[Data excerpts Boundary: Start]
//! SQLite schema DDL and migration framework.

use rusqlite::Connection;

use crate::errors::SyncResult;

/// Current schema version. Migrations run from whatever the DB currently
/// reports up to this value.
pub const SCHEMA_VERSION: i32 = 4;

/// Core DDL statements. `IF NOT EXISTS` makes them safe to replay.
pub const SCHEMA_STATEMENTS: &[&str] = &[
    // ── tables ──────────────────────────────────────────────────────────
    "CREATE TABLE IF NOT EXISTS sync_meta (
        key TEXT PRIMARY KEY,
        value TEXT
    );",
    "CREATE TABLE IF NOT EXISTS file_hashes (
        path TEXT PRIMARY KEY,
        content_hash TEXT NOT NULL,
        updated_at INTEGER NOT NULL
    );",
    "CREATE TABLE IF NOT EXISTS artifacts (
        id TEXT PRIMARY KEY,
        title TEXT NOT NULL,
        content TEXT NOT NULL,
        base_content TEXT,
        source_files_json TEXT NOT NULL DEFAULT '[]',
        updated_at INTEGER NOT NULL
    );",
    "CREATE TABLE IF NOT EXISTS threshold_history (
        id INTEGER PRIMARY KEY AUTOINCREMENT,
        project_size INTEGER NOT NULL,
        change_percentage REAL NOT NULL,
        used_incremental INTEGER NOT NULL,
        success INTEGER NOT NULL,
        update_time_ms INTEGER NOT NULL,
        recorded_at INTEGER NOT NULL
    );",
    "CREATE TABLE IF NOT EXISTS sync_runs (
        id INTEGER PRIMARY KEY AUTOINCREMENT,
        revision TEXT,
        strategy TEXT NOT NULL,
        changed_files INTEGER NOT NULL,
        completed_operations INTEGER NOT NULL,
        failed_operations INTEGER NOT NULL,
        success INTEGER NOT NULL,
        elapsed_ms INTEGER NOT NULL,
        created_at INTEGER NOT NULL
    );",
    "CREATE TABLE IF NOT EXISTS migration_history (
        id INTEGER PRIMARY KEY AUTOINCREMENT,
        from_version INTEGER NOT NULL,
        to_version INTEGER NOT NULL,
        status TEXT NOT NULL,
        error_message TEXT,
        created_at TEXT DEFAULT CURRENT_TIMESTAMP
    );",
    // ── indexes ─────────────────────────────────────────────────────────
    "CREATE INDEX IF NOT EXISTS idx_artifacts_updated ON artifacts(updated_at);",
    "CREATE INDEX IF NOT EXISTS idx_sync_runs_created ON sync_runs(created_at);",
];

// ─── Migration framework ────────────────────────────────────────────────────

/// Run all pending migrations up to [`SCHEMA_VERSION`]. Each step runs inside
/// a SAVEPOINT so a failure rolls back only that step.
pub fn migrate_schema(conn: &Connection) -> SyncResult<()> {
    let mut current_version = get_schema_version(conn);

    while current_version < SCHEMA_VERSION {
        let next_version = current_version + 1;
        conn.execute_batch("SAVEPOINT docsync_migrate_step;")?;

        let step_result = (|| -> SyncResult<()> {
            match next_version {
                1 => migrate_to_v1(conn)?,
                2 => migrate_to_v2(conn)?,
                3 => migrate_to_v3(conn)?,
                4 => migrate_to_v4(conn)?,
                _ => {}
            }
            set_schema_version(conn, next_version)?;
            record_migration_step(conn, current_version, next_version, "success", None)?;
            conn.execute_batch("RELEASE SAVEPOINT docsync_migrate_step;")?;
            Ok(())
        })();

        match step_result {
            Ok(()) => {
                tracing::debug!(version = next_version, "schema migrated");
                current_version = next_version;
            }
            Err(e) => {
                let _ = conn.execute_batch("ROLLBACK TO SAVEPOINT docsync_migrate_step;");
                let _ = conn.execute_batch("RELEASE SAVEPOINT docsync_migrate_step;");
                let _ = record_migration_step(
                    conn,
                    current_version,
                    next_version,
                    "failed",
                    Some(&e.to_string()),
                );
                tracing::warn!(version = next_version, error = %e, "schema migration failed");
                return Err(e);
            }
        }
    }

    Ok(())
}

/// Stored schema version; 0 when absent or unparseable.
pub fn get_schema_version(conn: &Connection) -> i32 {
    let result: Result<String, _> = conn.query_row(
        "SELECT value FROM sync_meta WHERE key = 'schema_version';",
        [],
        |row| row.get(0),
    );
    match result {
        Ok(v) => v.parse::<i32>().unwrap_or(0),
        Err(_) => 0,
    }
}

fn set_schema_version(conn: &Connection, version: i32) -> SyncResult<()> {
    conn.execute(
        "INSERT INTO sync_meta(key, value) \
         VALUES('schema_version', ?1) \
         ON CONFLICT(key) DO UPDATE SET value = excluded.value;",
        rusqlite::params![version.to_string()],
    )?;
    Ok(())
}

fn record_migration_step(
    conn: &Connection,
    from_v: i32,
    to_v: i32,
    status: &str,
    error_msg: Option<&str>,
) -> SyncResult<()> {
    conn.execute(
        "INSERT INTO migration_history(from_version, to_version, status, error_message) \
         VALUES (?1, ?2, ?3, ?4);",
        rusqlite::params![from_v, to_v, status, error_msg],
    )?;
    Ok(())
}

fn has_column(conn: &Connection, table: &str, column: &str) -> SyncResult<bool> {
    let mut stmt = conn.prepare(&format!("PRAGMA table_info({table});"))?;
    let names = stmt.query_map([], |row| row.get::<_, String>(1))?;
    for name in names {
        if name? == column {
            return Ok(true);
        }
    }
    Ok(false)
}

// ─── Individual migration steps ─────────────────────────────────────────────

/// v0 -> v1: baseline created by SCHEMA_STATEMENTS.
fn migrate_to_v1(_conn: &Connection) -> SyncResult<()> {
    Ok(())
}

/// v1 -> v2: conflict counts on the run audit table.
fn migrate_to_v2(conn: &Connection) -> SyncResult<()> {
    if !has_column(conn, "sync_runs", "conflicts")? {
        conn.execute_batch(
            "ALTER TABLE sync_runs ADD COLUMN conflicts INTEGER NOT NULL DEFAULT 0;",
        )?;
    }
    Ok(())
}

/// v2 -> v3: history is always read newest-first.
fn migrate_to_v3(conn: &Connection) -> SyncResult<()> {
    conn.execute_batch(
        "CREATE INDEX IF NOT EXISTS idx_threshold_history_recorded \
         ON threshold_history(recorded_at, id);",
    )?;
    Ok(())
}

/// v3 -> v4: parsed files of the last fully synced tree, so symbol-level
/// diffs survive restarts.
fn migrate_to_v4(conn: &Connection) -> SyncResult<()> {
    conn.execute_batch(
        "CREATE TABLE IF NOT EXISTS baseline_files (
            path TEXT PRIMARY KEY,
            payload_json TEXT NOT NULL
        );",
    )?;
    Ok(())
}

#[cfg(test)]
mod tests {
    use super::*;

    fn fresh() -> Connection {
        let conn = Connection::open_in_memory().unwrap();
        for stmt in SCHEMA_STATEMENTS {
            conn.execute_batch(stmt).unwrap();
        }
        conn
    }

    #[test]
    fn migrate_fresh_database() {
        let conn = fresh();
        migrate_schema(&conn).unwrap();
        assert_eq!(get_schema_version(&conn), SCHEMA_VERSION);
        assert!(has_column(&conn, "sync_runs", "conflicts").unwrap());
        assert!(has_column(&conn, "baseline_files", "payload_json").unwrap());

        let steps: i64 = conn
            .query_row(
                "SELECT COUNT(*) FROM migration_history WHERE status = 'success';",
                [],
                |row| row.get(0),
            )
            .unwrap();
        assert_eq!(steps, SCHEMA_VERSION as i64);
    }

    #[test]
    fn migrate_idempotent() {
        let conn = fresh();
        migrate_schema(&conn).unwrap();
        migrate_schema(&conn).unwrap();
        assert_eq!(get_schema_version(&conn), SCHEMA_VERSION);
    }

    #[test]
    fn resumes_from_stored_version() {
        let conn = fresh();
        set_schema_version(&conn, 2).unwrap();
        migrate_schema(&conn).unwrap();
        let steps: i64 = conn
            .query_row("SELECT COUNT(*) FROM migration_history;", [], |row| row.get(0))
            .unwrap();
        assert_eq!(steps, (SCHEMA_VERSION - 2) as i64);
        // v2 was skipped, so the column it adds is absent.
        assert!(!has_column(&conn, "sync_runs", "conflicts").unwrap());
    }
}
[Data excerpts Boundary: End]
> [What to produce]
Given the records above, reproduce precisely and only the lines between the line holding "completed_operations INTEGER NOT" and the line holding "while current_version <", inclusive.

> [Exercise result]
        completed_operations INTEGER NOT NULL,
        failed_operations INTEGER NOT NULL,
        success INTEGER NOT NULL,
        elapsed_ms INTEGER NOT NULL,
        created_at INTEGER NOT NULL
    );",
    "CREATE TABLE IF NOT EXISTS migration_history (
        id INTEGER PRIMARY KEY AUTOINCREMENT,
        from_version INTEGER NOT NULL,
        to_version INTEGER NOT NULL,
        status TEXT NOT NULL,
        error_message TEXT,
        created_at TEXT DEFAULT CURRENT_TIMESTAMP
    );",
    // ── indexes ─────────────────────────────────────────────────────────
    "CREATE INDEX IF NOT EXISTS idx_artifacts_updated ON artifacts(updated_at);",
    "CREATE INDEX IF NOT EXISTS idx_sync_runs_created ON sync_runs(created_at);",
];

// ─── Migration framework ────────────────────────────────────────────────────

/// Run all pending migrations up to [`SCHEMA_VERSION`]. Each step runs inside
/// a SAVEPOINT so a failure rolls back only that step.
pub fn migrate_schema(conn: &Connection) -> SyncResult<()> {
    let mut current_version = get_schema_version(conn);

    while current_version < SCHEMA_VERSION {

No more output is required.